54. A ré pode, igualmente, desactivar a conta de comerciantes e de clientes em caso de violação de lei ou de fraude.
55. Desde Maio de 2023 os utilizadores clientes finais são convidados a avaliar a forma como o estafeta realizou o seu trabalho e a plataforma toma-a visível apenas para o estafeta, da mesma forma que os clientes são convidados a avaliar os comerciantes que vendem os seus produtos, sem que tal seja usado para avaliar a qualidade da actividade ou a forma como é executada e sem influenciar a oferta de novos pedidos o que é designado de sistema de reputação;
56. Os estafetas escolhem os dias e horas em que pretendem ligar-se à aplicação da ré.;
57. Os estafetas podem subcontratar noutro prestador de serviços de entrega
58. Antes de iniciar a sua ligação à aplicação da ré e caso pretendam usar veículos a motor, os estafetas devem declarar dispor de carta de condução e seguro de responsabilidade civil do veículo usado.
59. Os estafetas podem receber e aceitar ofertas de serviços de entrega em diferentes localizações dentro da zona geográfica que escolhem.
60. Os estafetas são responsáveis pela perda ou danificação dos produtos que transportam.
61. Os estafetas não são obrigados a utilizar uniforme identificativo da Ré, podendo, como qualquer outra pessoa, comprar merchandising da Ré (incluindo a mochila isotérmica para transporte de comida) na loja on-line desta.
62. A ré não controla nem limita que os estafetas prestem a mesma actividade para plataformas concorrentes nem controla nem limita que os mesmos prestem outras actividades.
63. Quando o estafeta chega ao local e o cliente não se encontra no mesmo entra em contacto com o cliente e depois informa a Glovo desse facto enquanto aguarda dez minutos;
64. Se volvidos os dez minutos o cliente não chega o estafeta é pago pelo serviço efectuado excepto se o mesmo fosse pago em dinheiro pelo cliente, circunstância em que não recebem pelo serviço por o cliente não ter atendido".
2. O direito.
Como se vê das conclusões que retirou da motivação do recurso, o apelante pretende que a relação jurídica estabelecida entre o estafeta e a ré deve ser enquadrada no âmbito de uma relação jus-laboral, presumida em razão dos factos provados e do estatuído pelo n.º 1 do art.º 12.º-A do Código do Trabalho, norma essa que reza assim:
"1 - Sem prejuízo do disposto no artigo anterior, presume-se a existência de contrato de trabalho quando, na relação entre o prestador de actividade e a plataforma digital se verifiquem algumas das seguintes características:
a) A plataforma digital fixa a retribuição para o trabalho efectuado na plataforma ou estabelece limites máximos e mínimos para aquela;
b) A plataforma digital exerce o poder de direcção e determina regras específicas, nomeadamente quanto à forma de apresentação do prestador de actividade, à sua conduta perante o utilizador do serviço ou à prestação da actividade;
c) A plataforma digital controla e supervisiona a prestação da actividade, incluindo em tempo real, ou verifica a qualidade da actividade prestada, nomeadamente através de meios electrónicos ou de gestão algorítmica;
d) A plataforma digital restringe a autonomia do prestador de actividade quanto à organização do trabalho, especialmente quanto à escolha do horário de trabalho ou dos períodos de ausência, à possibilidade de aceitar ou recusar tarefas, à utilização de subcontratados ou substitutos, através da aplicação de sanções, à escolha dos clientes ou de prestar actividade a terceiros via plataforma;
e) A plataforma digital exerce poderes laborais sobre o prestador de actividade, nomeadamente o poder disciplinar, incluindo a exclusão de futuras actividades na plataforma através de desactivação da conta;
f) Os equipamentos e instrumentos de trabalho utilizados pertencem à plataforma digital ou são por esta explorados através de contrato de locação.

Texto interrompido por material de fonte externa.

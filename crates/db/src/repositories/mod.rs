//! Repository implementations backed by `SeaORM`.

pub mod ledger;

pub use ledger::{SeaOrmLedgerScope, SeaOrmLedgerStore, store_error, to_entry};
//! PostgreSQL ledger store.
//!
//! A scope is one database transaction. It starts by locking the tenant's row
//! in `tenant_ledger_locks` with `SELECT ... FOR UPDATE`, so that lookups,
//! writes and balance recomputes for one tenant are serialized while other
//! tenants proceed in parallel. Dropping a scope without committing rolls the
//! transaction back.

use chrono::Utc;
use rust_decimal::Decimal;
use sea_orm::sea_query::Expr;
use sea_orm::{
    ActiveModelTrait, ColumnTrait, Condition, ConnectionTrait, DatabaseConnection,
    DatabaseTransaction, DbBackend, DbErr, EntityTrait, IntoActiveModel, QueryFilter, QueryOrder,
    QuerySelect, RuntimeErr, Set, SqlErr, Statement, TransactionTrait,
};
use tenantbook_core::ledger::{
    CanonicalKey, DateRange, EntryChanges, LedgerEntry, LedgerError, LedgerScope, LedgerStore,
    NewLedgerEntry, Posting,
};
use tenantbook_shared::types::{LedgerEntryId, TenantId};
use tracing::{debug, warn};
use uuid::Uuid;

use crate::entities::{tenant_ledger_locks, tenant_ledgers};

const ENSURE_LOCK_ROW_SQL: &str =
    "INSERT INTO tenant_ledger_locks (tenant_id) VALUES ($1) ON CONFLICT (tenant_id) DO NOTHING";

const SERIALIZATION_FAILURE: &str = "40001";
const DEADLOCK_DETECTED: &str = "40P01";

/// Ledger store backed by the `tenant_ledgers` table.
#[derive(Debug, Clone)]
pub struct SeaOrmLedgerStore {
    db: DatabaseConnection,
}

impl SeaOrmLedgerStore {
    /// Creates a store on top of a connection pool.
    #[must_use]
    pub const fn new(db: DatabaseConnection) -> Self {
        Self { db }
    }

    /// The underlying connection pool.
    #[must_use]
    pub const fn connection(&self) -> &DatabaseConnection {
        &self.db
    }
}

impl LedgerStore for SeaOrmLedgerStore {
    type Scope = SeaOrmLedgerScope;

    async fn begin(&self, tenant_id: TenantId) -> Result<SeaOrmLedgerScope, LedgerError> {
        let txn = self.db.begin().await.map_err(store_error)?;
        lock_tenant(&txn, tenant_id).await.map_err(store_error)?;
        debug!(tenant_id = %tenant_id, "Tenant ledger locked");
        Ok(SeaOrmLedgerScope { tenant_id, txn })
    }

    async fn tenant_ids(&self) -> Result<Vec<TenantId>, LedgerError> {
        let ids: Vec<Uuid> = tenant_ledgers::Entity::find()
            .select_only()
            .column(tenant_ledgers::Column::TenantId)
            .distinct()
            .order_by_asc(tenant_ledgers::Column::TenantId)
            .into_tuple()
            .all(&self.db)
            .await
            .map_err(store_error)?;
        Ok(ids.into_iter().map(TenantId::from_uuid).collect())
    }
}

/// Creates the tenant's lock row if needed, then locks it.
async fn lock_tenant(txn: &DatabaseTransaction, tenant_id: TenantId) -> Result<(), DbErr> {
    txn.execute(Statement::from_sql_and_values(
        DbBackend::Postgres,
        ENSURE_LOCK_ROW_SQL,
        [tenant_id.into_inner().into()],
    ))
    .await?;

    tenant_ledger_locks::Entity::find_by_id(tenant_id.into_inner())
        .lock_exclusive()
        .one(txn)
        .await?;
    Ok(())
}

/// One locked unit of work on a tenant's ledger.
pub struct SeaOrmLedgerScope {
    tenant_id: TenantId,
    txn: DatabaseTransaction,
}

impl SeaOrmLedgerScope {
    fn tenant_filter(&self) -> Condition {
        Condition::all().add(tenant_ledgers::Column::TenantId.eq(self.tenant_id.into_inner()))
    }

    async fn find_model(
        &self,
        id: LedgerEntryId,
    ) -> Result<Option<tenant_ledgers::Model>, LedgerError> {
        tenant_ledgers::Entity::find_by_id(id.get())
            .filter(self.tenant_filter())
            .one(&self.txn)
            .await
            .map_err(store_error)
    }
}

impl LedgerScope for SeaOrmLedgerScope {
    fn tenant_id(&self) -> TenantId {
        self.tenant_id
    }

    async fn insert(&mut self, entry: NewLedgerEntry) -> Result<LedgerEntry, LedgerError> {
        let tenant_id = self.tenant_id;
        let reference_no = entry.reference_no.clone();

        let model = new_active_model(tenant_id, entry)
            .insert(&self.txn)
            .await
            .map_err(|err| match (err.sql_err(), reference_no) {
                (Some(SqlErr::UniqueConstraintViolation(_)), Some(reference_no)) => {
                    LedgerError::DuplicateReference {
                        tenant_id,
                        reference_no,
                    }
                }
                _ => store_error(err),
            })?;

        to_entry(model)
    }

    async fn update(
        &mut self,
        id: LedgerEntryId,
        changes: &EntryChanges,
    ) -> Result<LedgerEntry, LedgerError> {
        let model = self
            .find_model(id)
            .await?
            .ok_or(LedgerError::EntryNotFound(id))?;

        let mut entry = to_entry(model.clone())?;
        changes.apply(&mut entry, Utc::now());

        let mut active = model.into_active_model();
        active.transaction_date = Set(entry.transaction_date);
        active.debit_amount = Set(entry.posting.debit_amount());
        active.credit_amount = Set(entry.posting.credit_amount());
        active.description = Set(entry.description);
        active.remarks = Set(entry.remarks);
        active.payment_method = Set(entry.payment_method);
        active.transfer_reference_no = Set(entry.transfer_reference_no);
        active.updated_at = Set(entry.updated_at.into());

        let updated = active.update(&self.txn).await.map_err(store_error)?;
        to_entry(updated)
    }

    async fn set_balance(&mut self, id: LedgerEntryId, balance: Decimal) -> Result<(), LedgerError> {
        let result = tenant_ledgers::Entity::update_many()
            .col_expr(tenant_ledgers::Column::Balance, Expr::value(balance))
            .filter(self.tenant_filter())
            .filter(tenant_ledgers::Column::Id.eq(id.get()))
            .exec(&self.txn)
            .await
            .map_err(store_error)?;

        if result.rows_affected == 0 {
            return Err(LedgerError::EntryNotFound(id));
        }
        Ok(())
    }

    async fn delete(&mut self, id: LedgerEntryId) -> Result<LedgerEntry, LedgerError> {
        let model = self
            .find_model(id)
            .await?
            .ok_or(LedgerError::EntryNotFound(id))?;

        tenant_ledgers::Entity::delete_by_id(model.id)
            .exec(&self.txn)
            .await
            .map_err(store_error)?;
        to_entry(model)
    }

    async fn get(&self, id: LedgerEntryId) -> Result<Option<LedgerEntry>, LedgerError> {
        self.find_model(id).await?.map(to_entry).transpose()
    }

    async fn find_by_reference(&self, reference_no: &str) -> Result<Option<LedgerEntry>, LedgerError> {
        tenant_ledgers::Entity::find()
            .filter(self.tenant_filter())
            .filter(tenant_ledgers::Column::ReferenceNo.eq(reference_no))
            .one(&self.txn)
            .await
            .map_err(store_error)?
            .map(to_entry)
            .transpose()
    }

    async fn list(&self, range: Option<DateRange>) -> Result<Vec<LedgerEntry>, LedgerError> {
        let mut condition = self.tenant_filter();
        if let Some(range) = range {
            if let Some(from) = range.from {
                condition = condition.add(tenant_ledgers::Column::TransactionDate.gte(from));
            }
            if let Some(to) = range.to {
                condition = condition.add(tenant_ledgers::Column::TransactionDate.lte(to));
            }
        }

        tenant_ledgers::Entity::find()
            .filter(condition)
            .order_by_asc(tenant_ledgers::Column::TransactionDate)
            .order_by_asc(tenant_ledgers::Column::Id)
            .all(&self.txn)
            .await
            .map_err(store_error)?
            .into_iter()
            .map(to_entry)
            .collect()
    }

    async fn last_before(&self, key: CanonicalKey) -> Result<Option<LedgerEntry>, LedgerError> {
        let before = Condition::any()
            .add(tenant_ledgers::Column::TransactionDate.lt(key.transaction_date))
            .add(
                Condition::all()
                    .add(tenant_ledgers::Column::TransactionDate.eq(key.transaction_date))
                    .add(tenant_ledgers::Column::Id.lt(key.id.get())),
            );

        tenant_ledgers::Entity::find()
            .filter(self.tenant_filter().add(before))
            .order_by_desc(tenant_ledgers::Column::TransactionDate)
            .order_by_desc(tenant_ledgers::Column::Id)
            .one(&self.txn)
            .await
            .map_err(store_error)?
            .map(to_entry)
            .transpose()
    }

    async fn list_from(&self, key: CanonicalKey) -> Result<Vec<LedgerEntry>, LedgerError> {
        let from = Condition::any()
            .add(tenant_ledgers::Column::TransactionDate.gt(key.transaction_date))
            .add(
                Condition::all()
                    .add(tenant_ledgers::Column::TransactionDate.eq(key.transaction_date))
                    .add(tenant_ledgers::Column::Id.gte(key.id.get())),
            );

        tenant_ledgers::Entity::find()
            .filter(self.tenant_filter().add(from))
            .order_by_asc(tenant_ledgers::Column::TransactionDate)
            .order_by_asc(tenant_ledgers::Column::Id)
            .all(&self.txn)
            .await
            .map_err(store_error)?
            .into_iter()
            .map(to_entry)
            .collect()
    }

    async fn commit(self) -> Result<(), LedgerError> {
        self.txn.commit().await.map_err(store_error)
    }

    async fn rollback(self) -> Result<(), LedgerError> {
        self.txn.rollback().await.map_err(store_error)
    }
}

fn new_active_model(tenant_id: TenantId, entry: NewLedgerEntry) -> tenant_ledgers::ActiveModel {
    let now = Utc::now().into();
    tenant_ledgers::ActiveModel {
        tenant_id: Set(tenant_id.into_inner()),
        transaction_date: Set(entry.transaction_date),
        debit_amount: Set(entry.posting.debit_amount()),
        credit_amount: Set(entry.posting.credit_amount()),
        balance: Set(Decimal::ZERO),
        reference_no: Set(entry.reference_no),
        category: Set(entry.category.as_str().to_string()),
        description: Set(entry.description),
        payment_method: Set(entry.payment_method),
        transfer_reference_no: Set(entry.transfer_reference_no),
        remarks: Set(entry.remarks),
        created_by: Set(entry.created_by),
        created_at: Set(now),
        updated_at: Set(now),
        ..Default::default()
    }
}

/// Converts a row into a domain entry.
///
/// # Errors
///
/// Returns an error if the row breaks the one-sided posting rule or carries
/// an unknown category.
pub fn to_entry(model: tenant_ledgers::Model) -> Result<LedgerEntry, LedgerError> {
    Ok(LedgerEntry {
        id: LedgerEntryId(model.id),
        tenant_id: TenantId::from_uuid(model.tenant_id),
        transaction_date: model.transaction_date,
        posting: Posting::from_columns(model.debit_amount, model.credit_amount)?,
        balance: model.balance,
        reference_no: model.reference_no,
        category: model.category.parse()?,
        description: model.description,
        payment_method: model.payment_method,
        transfer_reference_no: model.transfer_reference_no,
        remarks: model.remarks,
        created_by: model.created_by,
        created_at: model.created_at.with_timezone(&Utc),
        updated_at: model.updated_at.with_timezone(&Utc),
    })
}

/// Maps a database error into a ledger error.
///
/// Serialization failures and deadlocks become
/// [`LedgerError::ConcurrentModification`] so callers can retry.
pub fn store_error(err: DbErr) -> LedgerError {
    if is_serialization_failure(&err) {
        warn!(error = %err, "Ledger transaction conflicted");
        return LedgerError::ConcurrentModification;
    }
    LedgerError::Store(err.to_string())
}

fn is_serialization_failure(err: &DbErr) -> bool {
    let (DbErr::Exec(RuntimeErr::SqlxError(sqlx::Error::Database(db_err)))
    | DbErr::Query(RuntimeErr::SqlxError(sqlx::Error::Database(db_err)))) = err
    else {
        return false;
    };
    matches!(
        db_err.code().as_deref(),
        Some(SERIALIZATION_FAILURE | DEADLOCK_DETECTED)
    )
}

#[cfg(test)]
mod tests {
    use super::*;
    use chrono::NaiveDate;
    use rstest::rstest;
    use rust_decimal_macros::dec;
    use tenantbook_core::ledger::EntryCategory;

    fn row(debit: Decimal, credit: Decimal, category: &str) -> tenant_ledgers::Model {
        let now = Utc::now().into();
        tenant_ledgers::Model {
            id: 42,
            tenant_id: Uuid::now_v7(),
            transaction_date: NaiveDate::from_ymd_opt(2025, 1, 5).unwrap(),
            debit_amount: debit,
            credit_amount: credit,
            balance: dec!(1500),
            reference_no: Some("INV-B".to_string()),
            category: category.to_string(),
            description: "Maintenance Invoice INV-B - A-101".to_string(),
            payment_method: None,
            transfer_reference_no: None,
            remarks: Some("Boiler".to_string()),
            created_by: "System".to_string(),
            created_at: now,
            updated_at: now,
        }
    }

    #[test]
    fn test_row_converts_to_entry() {
        let model = row(dec!(500), Decimal::ZERO, "maintenance");
        let tenant_id = model.tenant_id;

        let entry = to_entry(model).unwrap();
        assert_eq!(entry.id, LedgerEntryId(42));
        assert_eq!(entry.tenant_id.into_inner(), tenant_id);
        assert_eq!(entry.posting, Posting::debit(dec!(500)).unwrap());
        assert_eq!(entry.balance, dec!(1500));
        assert_eq!(entry.category, EntryCategory::Maintenance);
        assert_eq!(entry.remarks.as_deref(), Some("Boiler"));
    }

    #[rstest]
    #[case(Decimal::ZERO, Decimal::ZERO)]
    #[case(dec!(10), dec!(10))]
    fn test_row_with_invalid_posting_is_rejected(#[case] debit: Decimal, #[case] credit: Decimal) {
        let err = to_entry(row(debit, credit, "rent")).unwrap_err();
        assert!(matches!(err, LedgerError::InvalidPosting { .. }));
    }

    #[test]
    fn test_row_with_unknown_category_is_rejected() {
        let err = to_entry(row(dec!(10), Decimal::ZERO, "utilities")).unwrap_err();
        assert!(matches!(err, LedgerError::Validation(_)));
    }

    #[test]
    fn test_new_entry_starts_at_zero_balance() {
        let tenant_id = TenantId::new();
        let entry = NewLedgerEntry::new(
            NaiveDate::from_ymd_opt(2025, 1, 10).unwrap(),
            Posting::credit(dec!(1200)).unwrap(),
            "Payment",
            "alice",
        )
        .with_reference("PAY-C")
        .with_category(EntryCategory::RentPayment);

        let active = new_active_model(tenant_id, entry);
        assert_eq!(active.tenant_id, Set(tenant_id.into_inner()));
        assert_eq!(active.debit_amount, Set(Decimal::ZERO));
        assert_eq!(active.credit_amount, Set(dec!(1200)));
        assert_eq!(active.balance, Set(Decimal::ZERO));
        assert_eq!(active.category, Set("rent_payment".to_string()));
        assert!(active.id.is_not_set());
    }

    #[test]
    fn test_generic_db_errors_map_to_store_errors() {
        let err = store_error(DbErr::Custom("connection reset".to_string()));
        assert!(matches!(err, LedgerError::Store(ref msg) if msg.contains("connection reset")));
        assert!(!err.is_retryable());

        let err = store_error(DbErr::RecordNotFound("tenant_ledgers".to_string()));
        assert!(matches!(err, LedgerError::Store(_)));
    }
}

2 - Para efeitos do número anterior, entende-se por plataforma digital a pessoa colectiva que presta ou disponibiliza serviços à distância, através de meios electrónicos, nomeadamente sítio da Internet ou aplicação informática, a pedido de utilizadores e que envolvam, como componente necessária e essencial, a organização de trabalho prestado por indivíduos a troco de pagamento, independentemente de esse trabalho ser prestado em linha ou numa localização determinada, sob termos e condições de um modelo de negócio e uma marca próprios.

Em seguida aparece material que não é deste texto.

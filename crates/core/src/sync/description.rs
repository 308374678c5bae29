//! Entry descriptions derived from billing documents.
//!
//! Related records that fail to load never block the write: the placeholder
//! label is used and the failure is reported alongside the text.

use crate::ledger::{LedgerError, MAX_TEXT_LEN};

use super::document::{BillingDocument, DocumentKind, Lookup};

/// Placeholder for a rental unit that could not be resolved.
pub const UNIT_PLACEHOLDER: &str = "Unit";

/// Placeholder for a maintenance asset that could not be resolved.
pub const ASSET_PLACEHOLDER: &str = "Asset";

/// A built description plus any lookups that fell back to placeholders.
#[derive(Debug, Clone, PartialEq, Eq)]
pub struct Description {
    /// Description text, at most 255 characters.
    pub text: String,
    /// Lookups that were unavailable.
    pub fallbacks: Vec<LedgerError>,
}

struct Labels {
    fallbacks: Vec<LedgerError>,
}

impl Labels {
    fn resolve<'a>(&mut self, lookup: &'a Lookup, what: &str, placeholder: &'a str) -> &'a str {
        match lookup {
            Lookup::Loaded(label) if !label.trim().is_empty() => label,
            Lookup::Loaded(_) | Lookup::Absent => placeholder,
            Lookup::Unavailable(reason) => {
                self.fallbacks.push(LedgerError::DependencyUnavailable(format!(
                    "{what}: {reason}"
                )));
                placeholder
            }
        }
    }
}

/// Builds the entry description for a document.
#[must_use]
pub fn describe(document: &BillingDocument) -> Description {
    let parts = &document.description_parts;
    let mut labels = Labels {
        fallbacks: Vec::new(),
    };
    let unit = labels.resolve(&parts.unit_label, "unit", UNIT_PLACEHOLDER);
    let free_text = parts
        .free_text
        .as_deref()
        .map(str::trim)
        .filter(|text| !text.is_empty());
    let reference_no = document.reference_no.as_str();

    let text = match document.kind {
        DocumentKind::RentInvoice => format!("Rent Invoice {reference_no} - {unit}"),
        DocumentKind::MaintenanceInvoice => {
            with_free_text(format!("Maintenance Invoice {reference_no} - {unit}"), free_text)
        }
        DocumentKind::MaintenanceCost => {
            let asset = labels.resolve(&parts.subject_label, "asset", ASSET_PLACEHOLDER);
            with_free_text(format!("Maintenance Cost - {unit} ({asset})"), free_text)
        }
        DocumentKind::SecurityDepositRefund => {
            format!("Security Deposit Refund {reference_no} - {unit}")
        }
        DocumentKind::RentPayment => {
            let invoice_no = labels.resolve(&parts.subject_label, "invoice", reference_no);
            format!("Payment for Rent Invoice {invoice_no}")
        }
    };

    Description {
        text: truncate(text),
        fallbacks: labels.fallbacks,
    }
}

fn with_free_text(head: String, free_text: Option<&str>) -> String {
    match free_text {
        Some(text) => format!("{head}: {text}"),
        None => head,
    }
}

fn truncate(text: String) -> String {
    if text.chars().count() <= MAX_TEXT_LEN {
        text
    } else {
        text.chars().take(MAX_TEXT_LEN).collect()
    }
}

3 - O disposto no n.º 1 aplica-se independentemente da denominação que as partes tenham atribuído ao respectivo vínculo jurídico.
4 - A presunção prevista no n.º 1 pode ser ilidida nos termos gerais, nomeadamente se a plataforma digital fizer prova de que o prestador de actividade trabalha com efectiva autonomia, sem estar sujeito ao controlo, poder de direcção e poder disciplinar de quem o contrata.
(…)".
Todavia, considerando que a controvertida relação jurídica se estabeleceu entre as partes no dia 11-04-2022 (facto provado n.º 8) e que "a jurisprudência do Supremo Tribunal de Justiça está consolidada de forma uniforme no sentido de que estando em causa a qualificação de uma relação jurídica estabelecida entre as partes, antes da entrada em vigor das alterações legislativas que estabeleceram o regime da presunção de laboralidade, e não se extraindo da matéria de facto provada que tenha ocorrido uma mudança na configuração dessa relação, há que aplicar o regime jurídico em vigor na data em que se estabeleceu a relação jurídica entre as partes",1 as normas qualificativas relevantes são, e apenas, as antes constantes do Código do Trabalho, a saber:
"11.º
Contrato de trabalho é aquele pelo qual uma pessoa singular se obriga, mediante retribuição, a prestar a sua actividade a outra ou outras pessoas, no âmbito de organização e sob a autoridade destas.
12.º
1 - Presume-se a existência de contrato de trabalho quando, na relação entre a pessoa que presta uma actividade e outra ou outras que dela beneficiam, se verifiquem algumas das seguintes características:
a) A actividade seja realizada em local pertencente ao seu beneficiário ou por ele determinado;
b) Os equipamentos e instrumentos de trabalho utilizados pertençam ao beneficiário da actividade;
c) O prestador de actividade observe horas de início e de termo da prestação, determinadas pelo beneficiário da mesma;
d) Seja paga, com determinada periodicidade, uma quantia certa ao prestador de actividade, como contrapartida da mesma;
e) O prestador de actividade desempenhe funções de direcção ou chefia na estrutura orgânica da empresa".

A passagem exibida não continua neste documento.